RECORDS section start

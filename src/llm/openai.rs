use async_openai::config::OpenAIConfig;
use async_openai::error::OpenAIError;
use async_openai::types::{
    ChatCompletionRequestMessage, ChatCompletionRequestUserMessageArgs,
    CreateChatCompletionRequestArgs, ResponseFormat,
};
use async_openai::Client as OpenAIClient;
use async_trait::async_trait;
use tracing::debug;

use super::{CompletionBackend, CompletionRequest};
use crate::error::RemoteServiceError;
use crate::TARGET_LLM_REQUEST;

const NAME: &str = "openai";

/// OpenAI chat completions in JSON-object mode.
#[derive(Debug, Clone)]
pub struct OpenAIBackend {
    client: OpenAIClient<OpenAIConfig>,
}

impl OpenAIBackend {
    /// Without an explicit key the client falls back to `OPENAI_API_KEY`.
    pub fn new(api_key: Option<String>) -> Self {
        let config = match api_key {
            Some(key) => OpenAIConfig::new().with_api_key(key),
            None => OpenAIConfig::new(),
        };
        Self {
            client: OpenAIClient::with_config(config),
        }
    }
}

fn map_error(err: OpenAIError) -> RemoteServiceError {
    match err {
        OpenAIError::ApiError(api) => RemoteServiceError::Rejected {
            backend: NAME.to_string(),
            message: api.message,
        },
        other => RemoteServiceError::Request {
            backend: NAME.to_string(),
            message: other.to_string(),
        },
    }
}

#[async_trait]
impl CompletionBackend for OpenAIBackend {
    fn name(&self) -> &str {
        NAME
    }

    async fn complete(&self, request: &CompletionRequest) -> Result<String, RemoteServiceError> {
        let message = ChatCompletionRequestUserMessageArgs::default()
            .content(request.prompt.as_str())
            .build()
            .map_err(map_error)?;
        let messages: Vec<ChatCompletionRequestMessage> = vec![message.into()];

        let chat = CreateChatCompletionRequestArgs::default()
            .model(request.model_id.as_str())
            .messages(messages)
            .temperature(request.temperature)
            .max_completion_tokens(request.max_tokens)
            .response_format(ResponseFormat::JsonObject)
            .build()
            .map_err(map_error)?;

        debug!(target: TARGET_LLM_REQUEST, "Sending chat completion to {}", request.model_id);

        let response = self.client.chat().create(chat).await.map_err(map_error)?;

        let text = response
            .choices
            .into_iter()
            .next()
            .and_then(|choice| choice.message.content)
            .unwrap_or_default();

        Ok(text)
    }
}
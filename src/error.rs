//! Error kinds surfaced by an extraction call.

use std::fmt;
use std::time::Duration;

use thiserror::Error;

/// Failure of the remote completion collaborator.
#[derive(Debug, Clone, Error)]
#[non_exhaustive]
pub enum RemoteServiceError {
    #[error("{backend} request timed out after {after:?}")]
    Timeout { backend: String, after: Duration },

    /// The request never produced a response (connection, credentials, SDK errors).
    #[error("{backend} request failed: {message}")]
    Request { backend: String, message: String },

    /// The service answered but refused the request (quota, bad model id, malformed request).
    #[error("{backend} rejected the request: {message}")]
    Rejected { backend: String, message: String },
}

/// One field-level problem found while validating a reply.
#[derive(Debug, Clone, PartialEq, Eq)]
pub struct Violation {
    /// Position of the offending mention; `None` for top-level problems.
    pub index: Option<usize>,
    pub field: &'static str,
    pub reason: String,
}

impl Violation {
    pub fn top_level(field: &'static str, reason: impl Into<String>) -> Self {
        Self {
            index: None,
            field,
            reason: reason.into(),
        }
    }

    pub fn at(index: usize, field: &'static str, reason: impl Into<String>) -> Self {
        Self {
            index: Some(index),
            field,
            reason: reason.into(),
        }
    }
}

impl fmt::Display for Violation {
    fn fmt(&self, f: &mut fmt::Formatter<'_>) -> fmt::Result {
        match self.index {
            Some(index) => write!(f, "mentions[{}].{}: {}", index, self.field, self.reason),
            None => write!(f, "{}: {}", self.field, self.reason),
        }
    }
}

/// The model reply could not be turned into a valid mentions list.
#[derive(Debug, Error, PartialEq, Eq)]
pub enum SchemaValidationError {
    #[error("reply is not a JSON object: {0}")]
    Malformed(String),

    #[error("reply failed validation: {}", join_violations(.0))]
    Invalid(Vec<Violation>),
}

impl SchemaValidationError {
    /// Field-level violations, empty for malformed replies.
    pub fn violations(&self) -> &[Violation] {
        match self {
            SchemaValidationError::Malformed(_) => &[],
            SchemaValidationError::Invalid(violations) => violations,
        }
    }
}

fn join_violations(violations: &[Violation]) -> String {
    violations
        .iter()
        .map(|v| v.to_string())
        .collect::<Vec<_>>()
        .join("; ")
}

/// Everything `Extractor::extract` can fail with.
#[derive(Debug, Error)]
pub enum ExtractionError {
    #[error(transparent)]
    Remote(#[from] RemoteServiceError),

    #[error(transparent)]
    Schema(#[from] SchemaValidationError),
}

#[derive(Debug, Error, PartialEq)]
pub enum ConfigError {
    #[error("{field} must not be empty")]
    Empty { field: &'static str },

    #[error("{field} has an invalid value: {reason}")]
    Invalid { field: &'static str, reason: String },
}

RECORDS section end

• [DIRECTIONS]
Look through the entries above. Extract each line with the word "failed".

• [EXERCISE RESULT]
    #[error("{backend} request failed: {message}")]
    #[error("reply failed validation: {}", join_violations(.0))]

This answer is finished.